Skippr Configuration Guide

DATA_SOURCE_BATCH_SIZE_SECONDS

Description

The maximum time in seconds a data source plugin batches input data before ingesting and fetching the next batch.

Default Value

The default value of DATA_SOURCE_BATCH_SIZE_SECONDS is defined by the specific input plugin used. If the plugin does not provide a default value, an error will occur.

Example Values

  • DATA_SOURCE_BATCH_SIZE_SECONDS=10 would allow a data source plugin to batch input data for 10 seconds before ingesting it and fetching the next batch.
  • DATA_SOURCE_BATCH_SIZE_SECONDS=60, the input plugin will batch data for 1 minute before forcing to ingestion.

Detailed Description

The DATA_SOURCE_BATCH_SIZE_SECONDS configuration parameter determines the maximum time duration in seconds that the Skippr data source plugin batches input data before ingestion. This setting functions together with DATA_SOURCE_BATCH_SIZE_BYTES, defining the time and data size limits for the batch processing.

Batching data can have significant effects on both performance and resource consumption of the system. By accumulating data over a specified time period or until a specified size is reached, Skippr can ingest data in larger, less frequent chunks, leading to potentially improved throughput and less overhead.

Considerations

While configuring DATA_SOURCE_BATCH_SIZE_SECONDS, the following aspects should be considered:

  1. Latency vs Throughput: Higher values can lead to increased throughput due to fewer, larger ingest operations, but at the cost of increased latency, as data waits in queue for the batch to be completed before being ingested.

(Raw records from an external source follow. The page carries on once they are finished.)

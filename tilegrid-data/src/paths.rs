//! Destination file naming and directory preparation for downloads.

use camino::{Utf8Path, Utf8PathBuf};
use cap_std::{ambient_authority, fs_utf8};
use thiserror::Error;
use tilegrid_core::RegionCoordinate;

/// File name the basemap package is downloaded to.
pub(crate) const BASEMAP_FILENAME: &str = "basemap.tiles";

/// Errors raised while preparing a download destination.
#[derive(Debug, Error)]
pub enum DestinationError {
    /// The destination directory could not be created.
    #[error("failed to create download directory {path:?}")]
    CreateDirectory {
        /// Directory that could not be created.
        path: Utf8PathBuf,
        /// Underlying I/O error.
        #[source]
        source: std::io::Error,
    },
    /// A stale partial file at the destination could not be deleted.
    #[error("failed to delete stale download at {path:?}")]
    RemoveStale {
        /// Path of the stale file.
        path: Utf8PathBuf,
        /// Underlying I/O error.
        #[source]
        source: std::io::Error,
    },
}

/// Destination file for a region's main tile package.
pub(crate) fn map_destination(directory: &Utf8Path, coordinate: RegionCoordinate) -> Utf8PathBuf {
    directory.join(format!("{coordinate}.tiles"))
}

/// Destination file for a region's hillshade package.
pub(crate) fn hillshade_destination(
    directory: &Utf8Path,
    coordinate: RegionCoordinate,
) -> Utf8PathBuf {
    directory.join(format!("{coordinate}.hillshade"))
}

/// Destination file for the basemap package.
pub(crate) fn basemap_destination(directory: &Utf8Path) -> Utf8PathBuf {
    directory.join(BASEMAP_FILENAME)
}

/// Make `path` ready to receive a fresh download: create its parent
/// directory when missing and delete any stale partial file left by an
/// earlier attempt, so the job manager neither appends to nor rejects on
/// leftovers.
pub(crate) fn prepare_destination(path: &Utf8Path) -> Result<(), DestinationError> {
    if let Some(parent) = path.parent() {
        ensure_directory(parent)?;
    }
    match std::fs::remove_file(path.as_std_path()) {
        Ok(()) => Ok(()),
        Err(error) if error.kind() == std::io::ErrorKind::NotFound => Ok(()),
        Err(source) => Err(DestinationError::RemoveStale {
            path: path.to_path_buf(),
            source,
        }),
    }
}

/// Create `path` and its missing ancestors.
pub(crate) fn ensure_directory(path: &Utf8Path) -> Result<(), DestinationError> {
    if path.as_os_str().is_empty() || path == Utf8Path::new("/") {
        return Ok(());
    }

    let (base, relative) = if path.is_absolute() {
        ("/", path.strip_prefix("/").unwrap_or(path))
    } else {
        (".", path)
    };
    let dir = fs_utf8::Dir::open_ambient_dir(base, ambient_authority()).map_err(|source| {
        DestinationError::CreateDirectory {
            path: path.to_path_buf(),
            source,
        }
    })?;
    dir.create_dir_all(relative)
        .map_err(|source| DestinationError::CreateDirectory {
            path: path.to_path_buf(),
            source,
        })
}

#[cfg(test)]
mod tests {
    use super::*;
    use rstest::rstest;
    use tempfile::TempDir;

    fn coordinate(x: u8, y: u8) -> RegionCoordinate {
        RegionCoordinate::new(x, y).expect("test coordinate should be valid")
    }

    fn utf8(dir: &TempDir) -> Utf8PathBuf {
        Utf8PathBuf::from_path_buf(dir.path().to_path_buf()).expect("utf-8 temp path")
    }

    #[rstest]
    fn destinations_encode_the_coordinate() {
        let directory = Utf8Path::new("/downloads");
        assert_eq!(
            map_destination(directory, coordinate(3, 5)),
            Utf8PathBuf::from("/downloads/3-5.tiles")
        );
        assert_eq!(
            hillshade_destination(directory, coordinate(3, 5)),
            Utf8PathBuf::from("/downloads/3-5.hillshade")
        );
        assert_eq!(
            basemap_destination(directory),
            Utf8PathBuf::from("/downloads/basemap.tiles")
        );
    }

    #[rstest]
    fn prepare_creates_missing_directories() {
        let temp = TempDir::new().expect("create temp dir");
        let destination = utf8(&temp).join("nested/deeper/3-5.tiles");

        prepare_destination(&destination).expect("prepare destination");

        assert!(destination.parent().expect("parent").exists());
        assert!(!destination.exists());
    }

    #[rstest]
    fn prepare_deletes_stale_partial_files() {
        let temp = TempDir::new().expect("create temp dir");
        let destination = utf8(&temp).join("3-5.tiles");
        std::fs::write(destination.as_std_path(), b"partial").expect("write stale file");

        prepare_destination(&destination).expect("prepare destination");

        assert!(!destination.exists());
    }
}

  2. Performance Impact: Depending on the capacity and performance of the data source and destination systems, large batch sizes may cause performance issues. Tuning the batch size in accordance to these factors can ensure optimal performance.

  3. Data Volume and Velocity: If the data source produces high volumes of data at high velocity, a lower batch time can ensure timely ingestion and processing.

Remember, the ideal configuration of DATA_SOURCE_BATCH_SIZE_SECONDS may vary depending on the specifics of your use-case, the nature of your data, and the capacity of your systems. It is advisable to experiment with different settings to find the optimal configuration for your needs.